Interview: A Shoemaker - William Efe Laborde

Interview: A Shoemaker - William Efe Laborde


Kipper & Chalk Bespoke shoe lasts

The first time I recall having the idea of bespoke tailoring was actually when I was around 15 or 16. I was at a French-American lycee in Bordeaux so they had this American tradition of the prom at the end of the year. We had to dress up but I didn't have a suit. My dad lent me his and it was too big. I just looked like a clown and I thought I hate this, wouldn't it be nice if I was living in London, where there would be a little shop with a mahogany interior, cloth from floor to ceiling and this little hunched over tailor, making beautiful suits. One day, I'm going go to that shop and get that suit because I look like a clown right now.

 

I went to Bristol University and fell in love with England. But after I graduated I couldn’t afford to stay. I moved home to Bordeaux for a few months but I was desperate to get out of my parents' house. A friend messaged me and said  “we've just moved to London, we need a flatmate. Do you want to join us?” so 3 days later I moved to London, having only been there a couple of times in my life. 

Kipper & Chalk Bespoke shoemaker

I got a job as a porter at Bonham’s auction house which threw me into the world of classic menswear. I remember this guy who came in with his trophy wife, he must have been about 70, with a massive cigar, and he was just so beautifully dressed. Really classic, he had a very slender silhouette, and he was wearing these beautiful drape cut suits, which framed him so well. He was walking around with such ease. I thought this guy, he’s nailed it. I couldn't put my finger on what I was seeing, but I couldn't help staring at this guy, trying to figure it out.

Kipper & Chalk Interview - William Laborde

After a year I moved to Richard Green which was a private art gallery. And then my education really began. A friend took me to Jermyn Street one evening, it must have been 7pm, the sun was setting and all the lights were coming up in the windows. And I just thought “oh my god, this is great”. That's how I remember, very vividly, discovering bespoke tailoring. 

Kipper & Chalk - Bespoke shoe lasts

I would sit in the gallery reading menswear blogs. That sort of thing is super common now but in 2012 sites like Permanent Style were just starting. They were at the same stage as me, we caught the wave at the same time so it was really interesting learning and researching. 

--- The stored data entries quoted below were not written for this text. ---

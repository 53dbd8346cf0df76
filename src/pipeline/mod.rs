//! The extraction pipeline and its stages.
//!
//! Each submodule implements one step; [`ExtractionPipeline`] wires them
//! together and owns the fallback order between strategies.
//!
//! ## Data Flow
//!
//! ```text
//!            ┌─▶ ocr (render → VLM → clean) ─┐
//! bytes ─────┤                               ├─▶ tables ─▶ metadata ─▶ entities
//!            └─▶ parse (pdfium text layer) ──┘
//! ```
//!
//! 1. [`parse`]    — standard extraction; the document's own text layer
//! 2. [`ocr`]      — optional OCR capability, used when requested or when
//!    standard extraction fails or yields too little text
//! 3. [`clean`]    — text normalisation shared by both strategies
//! 4. [`tables`]   — structural detection with a separator-scanning fallback
//! 5. [`metadata`] — embedded metadata plus file facts
//! 6. [`entities`] — lexical entity recognition
//!
//! Only a failure to acquire any text at all is fatal. Every later stage
//! degrades to empty or default output and logs a warning.

pub mod clean;
pub mod entities;
pub mod metadata;
pub mod ocr;
pub mod parse;
pub mod render;
pub mod tables;

pub use entities::{EntityExtractor, PatternEntityExtractor};
pub use metadata::EmbeddedMetadata;
pub use ocr::{OcrEngine, OcrOutput, VisionOcr};
pub use parse::{ParsedText, PdfiumParser, TextParser};
pub use tables::{AlignedColumnDetector, TableDetector, TableRegion};

use crate::config::{ExtractionOptions, PipelineConfig};
use crate::error::{ExtractError, StageError};
use crate::output::{ExtractionResult, Table, TextSource};
use std::path::{Path, PathBuf};
use std::sync::Arc;
use std::time::Instant;
use tracing::{debug, info, warn};

/// Bytes kept from the start of a rejected input for error reports.
const MAGIC_PREVIEW_LEN: usize = 8;

/// A document to extract: raw bytes plus the name it arrived under.
#[derive(Debug, Clone, PartialEq, Eq)]
pub struct DocumentInput {
    pub filename: String,
    pub bytes: Vec<u8>,
    /// Source path, when read from disk. Used for file timestamps.
    pub path: Option<PathBuf>,
}

impl DocumentInput {
    /// An in-memory document.
    pub fn from_bytes(filename: impl Into<String>, bytes: impl Into<Vec<u8>>) -> Self {
        Self {
            filename: filename.into(),
            bytes: bytes.into(),
            path: None,
        }
    }

    /// Read a document from disk.
    ///
    /// # Errors
    /// [`ExtractError::Io`] if the file cannot be read,
    /// [`ExtractError::EmptyInput`] if it is empty.
    pub async fn from_path(path: impl AsRef<Path>) -> Result<Self, ExtractError> {
        let path = path.as_ref();
        let bytes = tokio::fs::read(path).await.map_err(|source| ExtractError::Io {
            path: path.to_path_buf(),
            source,
        })?;
        let filename = path
            .file_name()
            .map(|n| n.to_string_lossy().into_owned())
            .unwrap_or_else(|| path.display().to_string());
        if bytes.is_empty() {
            return Err(ExtractError::EmptyInput { filename });
        }
        Ok(Self {
            filename,
            bytes,
            path: Some(path.to_path_buf()),
        })
    }
}

/// Text produced by the acquisition stage.
struct Acquired {
    text: String,
    tables: Vec<Table>,
    page_count: Option<usize>,
    embedded: Option<EmbeddedMetadata>,
    source: TextSource,
}

impl Acquired {
    fn from_ocr(out: OcrOutput) -> Self {
        Self {
            text: out.text,
            tables: out.tables,
            page_count: out.page_count,
            embedded: None,
            source: TextSource::Ocr,
        }
    }

    fn from_parsed(parsed: ParsedText) -> Self {
        Self {
            text: parsed.text,
            tables: Vec::new(),
            page_count: Some(parsed.page_count),
            embedded: Some(parsed.metadata),
            source: TextSource::Standard,
        }
    }
}

/// Multi-strategy extraction: text, tables, metadata and entities.
///
/// Cheap to share behind an `Arc`; holds no per-call state.
pub struct ExtractionPipeline {
    parser: Arc<dyn TextParser>,
    ocr: Option<Arc<dyn OcrEngine>>,
    detector: Arc<dyn TableDetector>,
    entities: Arc<dyn EntityExtractor>,
    config: PipelineConfig,
}

impl ExtractionPipeline {
    pub fn builder() -> ExtractionPipelineBuilder {
        ExtractionPipelineBuilder::default()
    }

    pub fn config(&self) -> &PipelineConfig {
        &self.config
    }

    /// Run the pipeline over `input`.
    ///
    /// # Errors
    /// Only when no text can be acquired: [`ExtractError::EmptyInput`],
    /// [`ExtractError::NotADocument`] or [`ExtractError::Unreadable`].
    pub async fn extract(
        &self,
        input: &DocumentInput,
        options: &ExtractionOptions,
    ) -> Result<ExtractionResult, ExtractError> {
        if input.bytes.is_empty() {
            return Err(ExtractError::EmptyInput {
                filename: input.filename.clone(),
            });
        }
        let start = Instant::now();

        let acquired = self.acquire_text(input, options).await?;
        let text = clean::normalise_text(&acquired.text);

        let tables = if !options.extract_tables {
            Vec::new()
        } else if !acquired.tables.is_empty() {
            acquired.tables
        } else {
            tables::reconstruct_tables(&text, self.detector.as_ref(), &self.config)
        };

        let embedded = match acquired.embedded {
            Some(embedded) => Ok(embedded),
            None => self.parser.embedded_metadata(&input.bytes).await,
        };
        let metadata =
            metadata::collect_metadata(input, embedded, acquired.page_count, acquired.source)
                .await;

        let entities = if options.extract_entities {
            self.entities.extract(&text, &tables).unwrap_or_else(|e| {
                warn!("{}: {} failed: {}", input.filename, self.entities.name(), e);
                Vec::new()
            })
        } else {
            Vec::new()
        };

        info!(
            "{}: {} chars via {:?}, {} tables, {} entities in {}ms",
            input.filename,
            text.len(),
            acquired.source,
            tables.len(),
            entities.len(),
            start.elapsed().as_millis()
        );

        Ok(ExtractionResult {
            text,
            tables,
            metadata,
            entities,
        })
    }

    /// Text acquisition with OCR/standard fallback.
    async fn acquire_text(
        &self,
        input: &DocumentInput,
        options: &ExtractionOptions,
    ) -> Result<Acquired, ExtractError> {
        let ocr = self.available_ocr().await;
        let mut ocr_error: Option<StageError> = None;

        if options.force_ocr || options.use_ocr {
            match ocr {
                Some(engine) => match self.run_ocr(engine, &input.bytes).await {
                    Ok(out) => return Ok(Acquired::from_ocr(out)),
                    Err(e) => {
                        warn!(
                            "{}: {} failed ({}); using standard extraction",
                            input.filename,
                            engine.name(),
                            e
                        );
                        ocr_error = Some(e);
                    }
                },
                None => debug!("{}: OCR requested but unavailable", input.filename),
            }
        }

        let fallback_ocr = if ocr_error.is_none() { ocr } else { None };

        match self.parser.parse_text(&input.bytes).await {
            Ok(parsed) => {
                let chars = parsed.text.trim().chars().count();
                if chars >= self.config.min_text_chars {
                    return Ok(Acquired::from_parsed(parsed));
                }
                if let Some(engine) = fallback_ocr {
                    debug!(
                        "{}: only {} chars of text; trying {}",
                        input.filename,
                        chars,
                        engine.name()
                    );
                    match self.run_ocr(engine, &input.bytes).await {
                        Ok(out) if !out.text.trim().is_empty() => {
                            let mut acquired = Acquired::from_ocr(out);
                            acquired.embedded = Some(parsed.metadata);
                            return Ok(acquired);
                        }
                        Ok(_) => debug!("{}: OCR produced no text", input.filename),
                        Err(e) => warn!(
                            "{}: {} failed ({}); keeping standard text",
                            input.filename,
                            engine.name(),
                            e
                        ),
                    }
                }
                Ok(Acquired::from_parsed(parsed))
            }
            Err(parse_error) => {
                warn!(
                    "{}: {} failed: {}",
                    input.filename,
                    self.parser.name(),
                    parse_error
                );
                if let Some(engine) = fallback_ocr {
                    match self.run_ocr(engine, &input.bytes).await {
                        Ok(out) => return Ok(Acquired::from_ocr(out)),
                        Err(e) => ocr_error = Some(e),
                    }
                }
                Err(self.fatal(input, parse_error, ocr_error))
            }
        }
    }

    async fn available_ocr(&self) -> Option<&dyn OcrEngine> {
        let engine = self.ocr.as_deref()?;
        engine.is_available().await.then_some(engine)
    }

    /// One OCR call under the wall-clock limit.
    async fn run_ocr(&self, engine: &dyn OcrEngine, bytes: &[u8]) -> Result<OcrOutput, StageError> {
        match tokio::time::timeout(self.config.ocr_timeout(), engine.run_ocr(bytes)).await {
            Ok(result) => result,
            Err(_) => Err(StageError::OcrTimeout {
                secs: self.config.ocr_timeout_secs,
            }),
        }
    }

    fn fatal(
        &self,
        input: &DocumentInput,
        parse_error: StageError,
        ocr_error: Option<StageError>,
    ) -> ExtractError {
        if !self.parser.accepts(&input.bytes) {
            let len = input.bytes.len().min(MAGIC_PREVIEW_LEN);
            return ExtractError::NotADocument {
                filename: input.filename.clone(),
                magic: input.bytes[..len].to_vec(),
            };
        }
        let detail = match ocr_error {
            Some(ocr) => format!("{}; {}", parse_error, ocr),
            None => format!("{}; no OCR available", parse_error),
        };
        ExtractError::Unreadable {
            filename: input.filename.clone(),
            detail,
        }
    }
}

/// Builder for [`ExtractionPipeline`].
///
/// Defaults: [`PdfiumParser`], no OCR, [`AlignedColumnDetector`],
/// [`PatternEntityExtractor`], default [`PipelineConfig`].
#[derive(Default)]
pub struct ExtractionPipelineBuilder {
    parser: Option<Arc<dyn TextParser>>,
    ocr: Option<Arc<dyn OcrEngine>>,
    detector: Option<Arc<dyn TableDetector>>,
    entities: Option<Arc<dyn EntityExtractor>>,
    config: Option<PipelineConfig>,
}

impl ExtractionPipelineBuilder {
    pub fn parser(mut self, parser: Arc<dyn TextParser>) -> Self {
        self.parser = Some(parser);
        self
    }

    pub fn ocr(mut self, engine: Arc<dyn OcrEngine>) -> Self {
        self.ocr = Some(engine);
        self
    }

    pub fn table_detector(mut self, detector: Arc<dyn TableDetector>) -> Self {
        self.detector = Some(detector);
        self
    }

    pub fn entity_extractor(mut self, extractor: Arc<dyn EntityExtractor>) -> Self {
        self.entities = Some(extractor);
        self
    }

    pub fn config(mut self, config: PipelineConfig) -> Self {
        self.config = Some(config);
        self
    }

    pub fn build(self) -> ExtractionPipeline {
        ExtractionPipeline {
            parser: self.parser.unwrap_or_else(|| Arc::new(PdfiumParser::new())),
            ocr: self.ocr,
            detector: self
                .detector
                .unwrap_or_else(|| Arc::new(AlignedColumnDetector)),
            entities: self
                .entities
                .unwrap_or_else(|| Arc::new(PatternEntityExtractor)),
            config: self.config.unwrap_or_default(),
        }
    }
}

Kipper & Chalk Bespoke shoe lasts

I loved the cut of Anderson & Sheppard, their soft shoulders and drape jackets but I couldn’t afford it. I spent a lot of time in New & Lingwood, buying accessories and I befriended a chap who worked there called Michael. He was a proper 60’s mod, he would walk up Duke Street with a cane and black suede Chelsea boots. And he was just very smart. So I told him that my dream was to own a blue double-breasted suit. He says, “Oh, yes, sir. Yeah, I think I've got what you need.” He went downstairs and returned with an end of the line suit, about four sizes too big. But he completely recut it, for about £80, and it ended up fitting so wonderfully. I’ll never forget Mrs Green saying to me “you’re looking very chic today”. My first Mayfair suit - I still have it!

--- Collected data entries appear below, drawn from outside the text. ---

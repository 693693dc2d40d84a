//! API Handlers
//!
//! HTTP request handlers for each cache server endpoint.

use std::sync::Arc;
use std::time::Duration;

use axum::{
    extract::{Path, State},
    Json,
};

use crate::cache::Cache;
use crate::config::Config;
use crate::error::{ApiError, Result};
use crate::models::{
    validate_name, ClearResponse, DeleteResponse, GetResponse, HealthResponse, SetRequest,
    SetResponse, StatsResponse, StoresResponse,
};

/// Application state shared across all handlers.
///
/// The cache does its own locking, so handlers share it through a plain Arc.
#[derive(Clone)]
pub struct AppState {
    /// Shared partitioned cache
    pub cache: Arc<Cache>,
    /// TTL in seconds for writes without one
    pub default_ttl: u64,
    /// Largest accepted payload in bytes
    pub max_value_size: usize,
}

impl AppState {
    /// Creates a new AppState around an existing cache.
    pub fn new(cache: Arc<Cache>, config: &Config) -> Self {
        Self {
            cache,
            default_ttl: config.default_ttl,
            max_value_size: config.max_value_size,
        }
    }

    /// Creates a new AppState with an empty cache.
    pub fn from_config(config: &Config) -> Self {
        Self::new(Arc::new(Cache::new()), config)
    }
}

fn check_path(store: &str, key: Option<&str>) -> Result<()> {
    if let Some(msg) = validate_name("Store name", store) {
        return Err(ApiError::InvalidRequest(msg));
    }
    if let Some(msg) = key.and_then(|key| validate_name("Key", key)) {
        return Err(ApiError::InvalidRequest(msg));
    }
    Ok(())
}

/// Handler for PUT /stores/:store/:key
///
/// Stores a payload in the named store with optional TTL.
pub async fn set_handler(
    State(state): State<AppState>,
    Path((store, key)): Path<(String, String)>,
    Json(req): Json<SetRequest>,
) -> Result<Json<SetResponse>> {
    check_path(&store, Some(key.as_str()))?;
    if let Some(error_msg) = req.validate(state.max_value_size) {
        return Err(ApiError::InvalidRequest(error_msg));
    }

    let ttl = req.ttl.unwrap_or(state.default_ttl);
    state
        .cache
        .add(&store, &key, req.value, Duration::from_secs(ttl))
        .await;

    Ok(Json(SetResponse::new(store, key, ttl)))
}

/// Handler for GET /stores/:store/:key
///
/// Retrieves an entry from the named store.
pub async fn get_handler(
    State(state): State<AppState>,
    Path((store, key)): Path<(String, String)>,
) -> Result<Json<GetResponse>> {
    let entry = state
        .cache
        .get(&store, &key)
        .await
        .ok_or_else(|| ApiError::NotFound(format!("{}/{}", store, key)))?;

    Ok(Json(GetResponse::from_entry(store, &entry)))
}

/// Handler for DELETE /stores/:store/:key
///
/// Removes a single entry before its deadline.
pub async fn delete_handler(
    State(state): State<AppState>,
    Path((store, key)): Path<(String, String)>,
) -> Result<Json<DeleteResponse>> {
    if !state.cache.remove(&store, &key).await {
        return Err(ApiError::NotFound(format!("{}/{}", store, key)));
    }

    Ok(Json(DeleteResponse::new(store, key)))
}

/// Handler for DELETE /stores/:store
///
/// Clears the named store. Unknown stores are cleared trivially.
pub async fn clear_handler(
    State(state): State<AppState>,
    Path(store): Path<String>,
) -> Result<Json<ClearResponse>> {
    check_path(&store, None)?;
    let cleared = state.cache.clear(&store).await;

    Ok(Json(ClearResponse::new(store, cleared)))
}

/// Handler for GET /stores
pub async fn stores_handler(State(state): State<AppState>) -> Json<StoresResponse> {
    Json(StoresResponse {
        stores: state.cache.store_names().await,
    })
}

/// Handler for GET /stats/:store
///
/// Returns statistics for one store.
pub async fn stats_handler(
    State(state): State<AppState>,
    Path(store): Path<String>,
) -> Result<Json<StatsResponse>> {
    let stats = state
        .cache
        .stats(&store)
        .await
        .ok_or_else(|| ApiError::NotFound(store.clone()))?;

    Ok(Json(StatsResponse::new(store, stats)))
}

/// Handler for GET /health
///
/// Returns health status of the server.
pub async fn health_handler() -> Json<HealthResponse> {
    Json(HealthResponse::healthy())
}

Kipper & Chalk Bespoke shoemaker

Alterations led to my first full bespoke suit. Mr Green needed a lot of alterations on his suits so I was sent, on his behalf, to a very high-end alterations tailor near Savile Row who put me in touch with Whitcomb & Shaftesbury. 

Kipper & Chalk Bespoke shoemaker

By now, I knew exactly what I wanted: a classic blue workhouse suit with black horn buttons, something I could wear 5 days a week for work. 

And so it began. 

After that, I went loopy and got a tan and blue puppy tooth in an Anderson & Sheppard wool/silk blend.

I was working so much at the gallery that I didn’t have time for much else so I had a disposable income, and it all went on tailoring. And I have developed a great bespoke wardrobe, with pieces which are 10+ years old now.

Kipper & Chalk Bespoke shoemakers tools

After sorting out my suits, I turned to shoes. I bought a pair from Barker which were made from what I now know is bookbinder leather. It is a really bad corrected grain leather. In the summer, my feet would swell because these shoes were not fitting properly. I would come home with blisters, bleeding feet, and I thought I cannot wear these shoes anymore. I was in so much pain. 

Kipper & Chalk Bespoke shoemaker

A pair of Edward Green shoes, which I'm still wearing today, ended up being my first proper investment. And like with tailoring, once I started I just kept going. I love learning, digging into something, investigating. It is why I love art. You can really research so much of a painting and the artist. It's like being a detective. And with shoes, it's the same, you can delve back in time and read 300 year old books. Because nothing has changed. It's all there. You can go back to the source material. I’ve got books from 1720 when academics in Paris were compiling the first encyclopaedia. They were trying to compile all the knowledge of science and the arts so they were sending out teams to record techniques. The result is a broad, but step by step observation of the technique that shoemakers used at the time. 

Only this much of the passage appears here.